//! Message envelope: the unit exchanged between nodes and between the
//! orchestrator and its local components.
//!
//! On the wire an envelope is a flat JSON object:
//!
//! ```json
//! {"id": "...", "from_node_id": "...", "to_node_id": "...",
//!  "message_type": "Ping", "component_type": "...",
//!  "payload": {"sent_at": "..."}, "priority": 0, "requires_response": true}
//! ```
//!
//! In memory the `message_type`/`payload` pair is a typed [`MessageKind`].
//! Conversion goes through [`RawEnvelope`]: known message types must carry a
//! payload matching their schema, unknown types become [`MessageKind::Custom`].

use crate::peer::{Capabilities, NodeInfo};
use chrono::{DateTime, Utc};
use serde::{Deserialize, Serialize};
use serde_json::{Map, Value};
use thiserror::Error;

/// Opaque key/value payload.
pub type Payload = Map<String, Value>;

/// Well-known `message_type` discriminators.
pub mod message_types {
    pub const HANDSHAKE: &str = "Handshake";
    pub const PING: &str = "Ping";
    pub const PONG: &str = "Pong";
    pub const COMPONENT_STATUS: &str = "ComponentStatus";
    pub const DATA_SYNC: &str = "DataSync";
    pub const SHUTDOWN: &str = "Shutdown";

    /// Types with a fixed schema. A `Custom` may not use these names.
    pub const RESERVED: [&str; 6] = [
        HANDSHAKE,
        PING,
        PONG,
        COMPONENT_STATUS,
        DATA_SYNC,
        SHUTDOWN,
    ];

    pub fn is_reserved(message_type: &str) -> bool {
        RESERVED.contains(&message_type)
    }
}

/// Errors raised when a raw envelope does not fit its message schema.
#[derive(Debug, Error)]
pub enum EnvelopeError {
    #[error("envelope id is empty")]
    MissingId,
    #[error("envelope message_type is empty")]
    MissingMessageType,
    #[error("custom message_type '{0}' is reserved")]
    ReservedMessageType(String),
    #[error("invalid payload for message type '{message_type}': {source}")]
    InvalidPayload {
        message_type: String,
        #[source]
        source: serde_json::Error,
    },
}

/// Identity exchange sent right after a connection is established.
#[derive(Debug, Clone, PartialEq, Serialize, Deserialize)]
pub struct HandshakePayload {
    pub node_id: String,
    pub mesh_port: u16,
    #[serde(default)]
    pub capabilities: Capabilities,
}

/// Liveness check, answered with a [`PongPayload`].
#[derive(Debug, Clone, PartialEq, Serialize, Deserialize)]
pub struct PingPayload {
    pub sent_at: DateTime<Utc>,
}

/// Reply to a [`PingPayload`], carrying the ping's message id.
#[derive(Debug, Clone, PartialEq, Serialize, Deserialize)]
pub struct PongPayload {
    pub reply_to: String,
    pub timestamp: DateTime<Utc>,
}

/// Sent best-effort by a node that is going away.
#[derive(Debug, Clone, PartialEq, Serialize, Deserialize)]
pub struct ShutdownPayload {
    #[serde(default)]
    pub reason: String,
}

/// Typed message body, discriminated by `message_type` on the wire.
#[derive(Debug, Clone, PartialEq)]
pub enum MessageKind {
    Handshake(HandshakePayload),
    Ping(PingPayload),
    Pong(PongPayload),
    /// Component status update or query, fanned out to every local component.
    ComponentStatus(Payload),
    /// Data synchronisation, fanned out to every local component.
    DataSync(Payload),
    Shutdown(ShutdownPayload),
    /// Any other message type, routed by `component_type`.
    ///
    /// Must not be empty or use a well-known type name; such envelopes fail
    /// [`Envelope::validate`] and are refused before they reach the wire.
    Custom {
        message_type: String,
        payload: Payload,
    },
}

impl MessageKind {
    /// The wire discriminator for this kind.
    pub fn message_type(&self) -> &str {
        match self {
            Self::Handshake(_) => message_types::HANDSHAKE,
            Self::Ping(_) => message_types::PING,
            Self::Pong(_) => message_types::PONG,
            Self::ComponentStatus(_) => message_types::COMPONENT_STATUS,
            Self::DataSync(_) => message_types::DATA_SYNC,
            Self::Shutdown(_) => message_types::SHUTDOWN,
            Self::Custom { message_type, .. } => message_type.as_str(),
        }
    }

    /// Split into the wire discriminator and an untyped payload map.
    pub fn into_parts(self) -> (String, Payload) {
        let message_type = self.message_type().to_string();
        let payload = match self {
            Self::Handshake(p) => to_payload(&p),
            Self::Ping(p) => to_payload(&p),
            Self::Pong(p) => to_payload(&p),
            Self::Shutdown(p) => to_payload(&p),
            Self::ComponentStatus(p) | Self::DataSync(p) => p,
            Self::Custom { payload, .. } => payload,
        };
        (message_type, payload)
    }

    /// Rebuild a typed kind from the wire discriminator and payload map.
    pub fn from_parts(message_type: String, payload: Payload) -> Result<Self, EnvelopeError> {
        fn typed<T: serde::de::DeserializeOwned>(
            message_type: &str,
            payload: Payload,
        ) -> Result<T, EnvelopeError> {
            serde_json::from_value(Value::Object(payload)).map_err(|source| {
                EnvelopeError::InvalidPayload {
                    message_type: message_type.to_string(),
                    source,
                }
            })
        }

        let kind = match message_type.as_str() {
            "" => return Err(EnvelopeError::MissingMessageType),
            message_types::HANDSHAKE => Self::Handshake(typed(&message_type, payload)?),
            message_types::PING => Self::Ping(typed(&message_type, payload)?),
            message_types::PONG => Self::Pong(typed(&message_type, payload)?),
            message_types::SHUTDOWN => Self::Shutdown(typed(&message_type, payload)?),
            message_types::COMPONENT_STATUS => Self::ComponentStatus(payload),
            message_types::DATA_SYNC => Self::DataSync(payload),
            _ => Self::Custom {
                message_type,
                payload,
            },
        };
        Ok(kind)
    }
}

fn to_payload<T: Serialize>(value: &T) -> Payload {
    match serde_json::to_value(value) {
        Ok(Value::Object(map)) => map,
        _ => Payload::new(),
    }
}

/// A routed message.
#[derive(Debug, Clone, PartialEq, Serialize, Deserialize)]
#[serde(try_from = "RawEnvelope", into = "RawEnvelope")]
pub struct Envelope {
    /// Unique message id.
    pub id: String,
    /// Originating node. Stamped by the transport when absent.
    pub from_node_id: Option<String>,
    /// Destination node. `None` broadcasts to every connected peer.
    pub to_node_id: Option<String>,
    /// Typed body.
    pub kind: MessageKind,
    /// Destination component type for local routing.
    pub component_type: Option<String>,
    /// Informational only; dispatch is strictly FIFO.
    pub priority: i32,
    /// Whether the sender expects a reply.
    pub requires_response: bool,
}

/// The flat wire shape of an [`Envelope`].
#[derive(Debug, Clone, Serialize, Deserialize)]
pub struct RawEnvelope {
    pub id: String,
    #[serde(default, skip_serializing_if = "Option::is_none")]
    pub from_node_id: Option<String>,
    #[serde(default, skip_serializing_if = "Option::is_none")]
    pub to_node_id: Option<String>,
    pub message_type: String,
    #[serde(default, skip_serializing_if = "Option::is_none")]
    pub component_type: Option<String>,
    #[serde(default)]
    pub payload: Payload,
    #[serde(default)]
    pub priority: i32,
    #[serde(default)]
    pub requires_response: bool,
}

fn non_empty(value: Option<String>) -> Option<String> {
    value.filter(|s| !s.is_empty())
}

impl TryFrom<RawEnvelope> for Envelope {
    type Error = EnvelopeError;

    fn try_from(raw: RawEnvelope) -> Result<Self, Self::Error> {
        if raw.id.is_empty() {
            return Err(EnvelopeError::MissingId);
        }
        Ok(Self {
            id: raw.id,
            from_node_id: non_empty(raw.from_node_id),
            to_node_id: non_empty(raw.to_node_id),
            kind: MessageKind::from_parts(raw.message_type, raw.payload)?,
            component_type: non_empty(raw.component_type),
            priority: raw.priority,
            requires_response: raw.requires_response,
        })
    }
}

impl From<Envelope> for RawEnvelope {
    fn from(envelope: Envelope) -> Self {
        let (message_type, payload) = envelope.kind.into_parts();
        Self {
            id: envelope.id,
            from_node_id: envelope.from_node_id,
            to_node_id: envelope.to_node_id,
            message_type,
            component_type: envelope.component_type,
            payload,
            priority: envelope.priority,
            requires_response: envelope.requires_response,
        }
    }
}

impl Envelope {
    /// New broadcast envelope with a fresh id.
    pub fn new(kind: MessageKind) -> Self {
        Self {
            id: uuid::Uuid::new_v4().to_string(),
            from_node_id: None,
            to_node_id: None,
            kind,
            component_type: None,
            priority: 0,
            requires_response: false,
        }
    }

    /// Handshake advertising the local node.
    pub fn handshake(node: &NodeInfo) -> Self {
        Self::new(MessageKind::Handshake(HandshakePayload {
            node_id: node.node_id.clone(),
            mesh_port: node.mesh_port,
            capabilities: node.capabilities.clone(),
        }))
        .from_node(&node.node_id)
    }

    /// Ping addressed to a peer, requesting a pong.
    pub fn ping(to_node_id: &str) -> Self {
        Self::new(MessageKind::Ping(PingPayload {
            sent_at: Utc::now(),
        }))
        .to(to_node_id)
        .expecting_response()
    }

    /// Pong answering `ping`, addressed back to its sender.
    pub fn pong(ping: &Envelope) -> Self {
        let mut pong = Self::new(MessageKind::Pong(PongPayload {
            reply_to: ping.id.clone(),
            timestamp: Utc::now(),
        }));
        pong.to_node_id = ping.from_node_id.clone();
        pong
    }

    pub fn shutdown(reason: impl Into<String>) -> Self {
        Self::new(MessageKind::Shutdown(ShutdownPayload {
            reason: reason.into(),
        }))
    }

    pub fn component_status(payload: Payload) -> Self {
        Self::new(MessageKind::ComponentStatus(payload))
    }

    pub fn data_sync(payload: Payload) -> Self {
        Self::new(MessageKind::DataSync(payload))
    }

    /// Application message routed by component type.
    pub fn custom(message_type: impl Into<String>, payload: Payload) -> Self {
        Self::new(MessageKind::Custom {
            message_type: message_type.into(),
            payload,
        })
    }

    /// Address to a node. An empty id keeps the envelope a broadcast.
    pub fn to(mut self, node_id: impl Into<String>) -> Self {
        self.to_node_id = non_empty(Some(node_id.into()));
        self
    }

    pub fn from_node(mut self, node_id: impl Into<String>) -> Self {
        self.from_node_id = non_empty(Some(node_id.into()));
        self
    }

    pub fn for_component(mut self, component_type: impl Into<String>) -> Self {
        self.component_type = non_empty(Some(component_type.into()));
        self
    }

    pub fn with_priority(mut self, priority: i32) -> Self {
        self.priority = priority;
        self
    }

    pub fn expecting_response(mut self) -> Self {
        self.requires_response = true;
        self
    }

    pub fn message_type(&self) -> &str {
        self.kind.message_type()
    }

    /// Check that the envelope survives a trip over the wire unchanged.
    pub fn validate(&self) -> Result<(), EnvelopeError> {
        if self.id.is_empty() {
            return Err(EnvelopeError::MissingId);
        }
        if let MessageKind::Custom { message_type, .. } = &self.kind {
            if message_type.is_empty() {
                return Err(EnvelopeError::MissingMessageType);
            }
            if message_types::is_reserved(message_type) {
                return Err(EnvelopeError::ReservedMessageType(message_type.clone()));
            }
        }
        Ok(())
    }

    /// True when there is no destination node.
    pub fn is_broadcast(&self) -> bool {
        self.to_node_id.is_none()
    }
}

**INSTRUCTIONS TO FOLLOW**
Using the data above, reproduce exactly the lines between those holding "let mut pong" and "pub fn from_node(mut", inclusive, and no others.

**TASK OUTPUT**
        let mut pong = Self::new(MessageKind::Pong(PongPayload {
            reply_to: ping.id.clone(),
            timestamp: Utc::now(),
        }));
        pong.to_node_id = ping.from_node_id.clone();
        pong
    }

    pub fn shutdown(reason: impl Into<String>) -> Self {
        Self::new(MessageKind::Shutdown(ShutdownPayload {
            reason: reason.into(),
        }))
    }

    pub fn component_status(payload: Payload) -> Self {
        Self::new(MessageKind::ComponentStatus(payload))
    }

    pub fn data_sync(payload: Payload) -> Self {
        Self::new(MessageKind::DataSync(payload))
    }

    /// Application message routed by component type.
    pub fn custom(message_type: impl Into<String>, payload: Payload) -> Self {
        Self::new(MessageKind::Custom {
            message_type: message_type.into(),
            payload,
        })
    }

    /// Address to a node. An empty id keeps the envelope a broadcast.
    pub fn to(mut self, node_id: impl Into<String>) -> Self {
        self.to_node_id = non_empty(Some(node_id.into()));
        self
    }

    pub fn from_node(mut self, node_id: impl Into<String>) -> Self {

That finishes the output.